#### [WHAT YOU WILL DO]
Check every line of the listing below for the word "UpdateReason" and give the number of lines where it appears, with nothing added.

#### [SUPPLIED RECORDS]
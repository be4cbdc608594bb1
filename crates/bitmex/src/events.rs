// -------------------------------------------------------------------------------------------------
//  Copyright (C) 2015-2025 Nautech Systems Pty Ltd. All rights reserved.
//  https://nautechsystems.io
//
//  Licensed under the GNU Lesser General Public License Version 3.0 (the "License");
//  You may not use this file except in compliance with the License.
//  You may obtain a copy of the License at https://www.gnu.org/licenses/lgpl-3.0.en.html
//
//  Unless required by applicable law or agreed to in writing, software
//  distributed under the License is distributed on an "AS IS" BASIS,
//  WITHOUT WARRANTIES OR CONDITIONS OF ANY KIND, either express or implied.
//  See the License for the specific language governing permissions and
//  limitations under the License.
// -------------------------------------------------------------------------------------------------

//! Typed per-entity publishers.
//!
//! Every entity mutation emits an [`UpdateEvent`] carrying the post-mutation
//! snapshot, the previous snapshot, the shallowly-compared changed field names
//! and the reason for the mutation. Emissions occur in causal order with
//! respect to the mutations that produced them (single-writer registries).

use strum::Display;

/// Why an entity changed.
#[derive(Copy, Clone, Debug, Display, PartialEq, Eq)]
pub enum UpdateReason {
    /// A `partial` snapshot reset or confirmed the entity.
    Snapshot,
    /// An `insert` row created the entity.
    Insert,
    /// An `update` row mutated the entity.
    Update,
    /// A `delete` row removed the entity.
    Delete,
    /// The entity was pruned or re-applied while resyncing a snapshot.
    Resync,
    /// A REST acknowledgement merged into the entity.
    RestAck,
    /// A reconcile query merged into the entity.
    Reconcile,
}

/// A single entity mutation.
#[derive(Clone, Debug)]
pub struct UpdateEvent<T> {
    /// Entity state before the mutation; `None` on creation.
    pub prev: Option<T>,
    /// Entity state after the mutation.
    pub snapshot: T,
    /// Field names whose values differ between `prev` and `snapshot`.
    pub changed: Vec<&'static str>,
    /// What produced the mutation.
    pub reason: UpdateReason,
}

type Subscriber<T> = Box<dyn Fn(&UpdateEvent<T>) + Send + Sync>;

/// Fan-out of [`UpdateEvent`]s to registered subscribers.
pub struct Publisher<T> {
    subscribers: Vec<Subscriber<T>>,
}

impl<T> std::fmt::Debug for Publisher<T> {
    fn fmt(&self, f: &mut std::fmt::Formatter<'_>) -> std::fmt::Result {
        f.debug_struct("Publisher")
            .field("subscribers", &self.subscribers.len())
            .finish()
    }
}

impl<T> Default for Publisher<T> {
    fn default() -> Self {
        Self {
            subscribers: Vec::new(),
        }
    }
}

impl<T> Publisher<T> {
    /// Creates a new [`Publisher`] instance with no subscribers.
    #[must_use]
    pub fn new() -> Self {
        Self::default()
    }

    /// Registers a subscriber callback.
    pub fn subscribe(&mut self, subscriber: impl Fn(&UpdateEvent<T>) + Send + Sync + 'static) {
        self.subscribers.push(Box::new(subscriber));
    }

    /// Delivers an event to every subscriber, in registration order.
    pub fn emit(&self, event: &UpdateEvent<T>) {
        for subscriber in &self.subscribers {
            subscriber(event);
        }
    }

    /// Builds and delivers an event in one call.
    pub fn publish(
        &self,
        prev: Option<T>,
        snapshot: T,
        changed: Vec<&'static str>,
        reason: UpdateReason,
    ) {
        self.emit(&UpdateEvent {
            prev,
            snapshot,
            changed,
            reason,
        });
    }
}

/// Collects the names of fields whose values differ between two snapshots.
macro_rules! diff_fields {
    ($prev:expr, $next:expr, [$($field:ident),+ $(,)?]) => {{
        let mut changed: Vec<&'static str> = Vec::new();
        $(
            if $prev.$field != $next.$field {
                changed.push(stringify!($field));
            }
        )+
        changed
    }};
}
pub(crate) use diff_fields;

////////////////////////////////////////////////////////////////////////////////
// Tests
////////////////////////////////////////////////////////////////////////////////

#### [SOLUTION FOR THIS EXERCISE]
3